Brief.
Copy every line from the records below that carries the word "only".

[Records from a data collection]
↓
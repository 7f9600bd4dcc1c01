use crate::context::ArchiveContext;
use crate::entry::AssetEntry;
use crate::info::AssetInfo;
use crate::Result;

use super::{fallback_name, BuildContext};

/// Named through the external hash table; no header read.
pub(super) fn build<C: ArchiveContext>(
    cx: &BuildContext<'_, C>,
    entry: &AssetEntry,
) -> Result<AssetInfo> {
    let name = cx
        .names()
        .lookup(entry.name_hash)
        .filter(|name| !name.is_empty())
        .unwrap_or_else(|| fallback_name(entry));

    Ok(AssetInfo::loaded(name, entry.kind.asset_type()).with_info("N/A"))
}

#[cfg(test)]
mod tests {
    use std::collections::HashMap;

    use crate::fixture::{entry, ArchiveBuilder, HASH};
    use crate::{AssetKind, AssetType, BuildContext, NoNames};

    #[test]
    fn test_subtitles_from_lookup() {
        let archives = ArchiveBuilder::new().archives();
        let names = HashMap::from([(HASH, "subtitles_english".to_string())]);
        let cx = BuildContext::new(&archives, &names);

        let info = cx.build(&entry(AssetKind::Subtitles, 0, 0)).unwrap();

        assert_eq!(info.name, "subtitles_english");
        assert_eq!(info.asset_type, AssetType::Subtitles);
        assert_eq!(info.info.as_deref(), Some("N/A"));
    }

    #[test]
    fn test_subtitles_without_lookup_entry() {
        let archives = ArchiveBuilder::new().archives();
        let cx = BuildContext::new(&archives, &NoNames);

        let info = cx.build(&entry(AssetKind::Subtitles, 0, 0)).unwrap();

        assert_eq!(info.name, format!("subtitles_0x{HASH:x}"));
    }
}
↑
↓
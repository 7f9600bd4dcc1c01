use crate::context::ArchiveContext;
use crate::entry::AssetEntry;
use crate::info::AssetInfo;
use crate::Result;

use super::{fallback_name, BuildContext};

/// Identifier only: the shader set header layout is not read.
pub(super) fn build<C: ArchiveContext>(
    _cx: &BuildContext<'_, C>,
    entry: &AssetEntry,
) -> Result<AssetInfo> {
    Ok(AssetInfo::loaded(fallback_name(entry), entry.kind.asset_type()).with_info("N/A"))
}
↑
↓
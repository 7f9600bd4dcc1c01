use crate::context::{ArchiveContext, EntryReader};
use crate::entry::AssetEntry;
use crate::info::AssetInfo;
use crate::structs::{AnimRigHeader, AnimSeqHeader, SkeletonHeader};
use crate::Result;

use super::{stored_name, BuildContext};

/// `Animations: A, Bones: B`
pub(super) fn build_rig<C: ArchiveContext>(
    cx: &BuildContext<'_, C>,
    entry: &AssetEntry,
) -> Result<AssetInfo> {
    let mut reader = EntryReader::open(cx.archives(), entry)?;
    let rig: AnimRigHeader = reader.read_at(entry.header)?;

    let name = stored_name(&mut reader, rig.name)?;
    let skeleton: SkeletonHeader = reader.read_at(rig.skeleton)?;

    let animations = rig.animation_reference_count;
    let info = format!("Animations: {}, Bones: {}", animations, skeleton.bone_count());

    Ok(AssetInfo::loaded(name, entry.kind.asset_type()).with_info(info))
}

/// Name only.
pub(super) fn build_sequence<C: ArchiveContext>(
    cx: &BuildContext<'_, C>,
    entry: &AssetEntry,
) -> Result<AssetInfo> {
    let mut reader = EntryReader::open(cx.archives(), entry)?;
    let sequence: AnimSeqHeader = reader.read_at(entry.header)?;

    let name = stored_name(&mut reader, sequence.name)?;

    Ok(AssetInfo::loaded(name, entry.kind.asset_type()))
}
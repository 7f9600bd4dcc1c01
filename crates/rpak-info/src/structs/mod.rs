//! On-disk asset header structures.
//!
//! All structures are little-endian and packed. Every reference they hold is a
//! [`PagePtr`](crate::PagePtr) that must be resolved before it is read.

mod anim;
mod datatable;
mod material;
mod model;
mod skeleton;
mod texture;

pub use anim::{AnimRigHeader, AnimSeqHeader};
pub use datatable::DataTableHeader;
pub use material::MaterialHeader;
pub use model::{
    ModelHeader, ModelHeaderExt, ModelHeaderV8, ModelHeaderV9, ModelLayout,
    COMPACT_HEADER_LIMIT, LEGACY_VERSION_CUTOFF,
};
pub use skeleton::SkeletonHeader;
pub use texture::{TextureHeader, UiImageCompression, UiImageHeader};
↑
Final answer.
/// Identifier only: the shader set header layout is not read.
/// Name only.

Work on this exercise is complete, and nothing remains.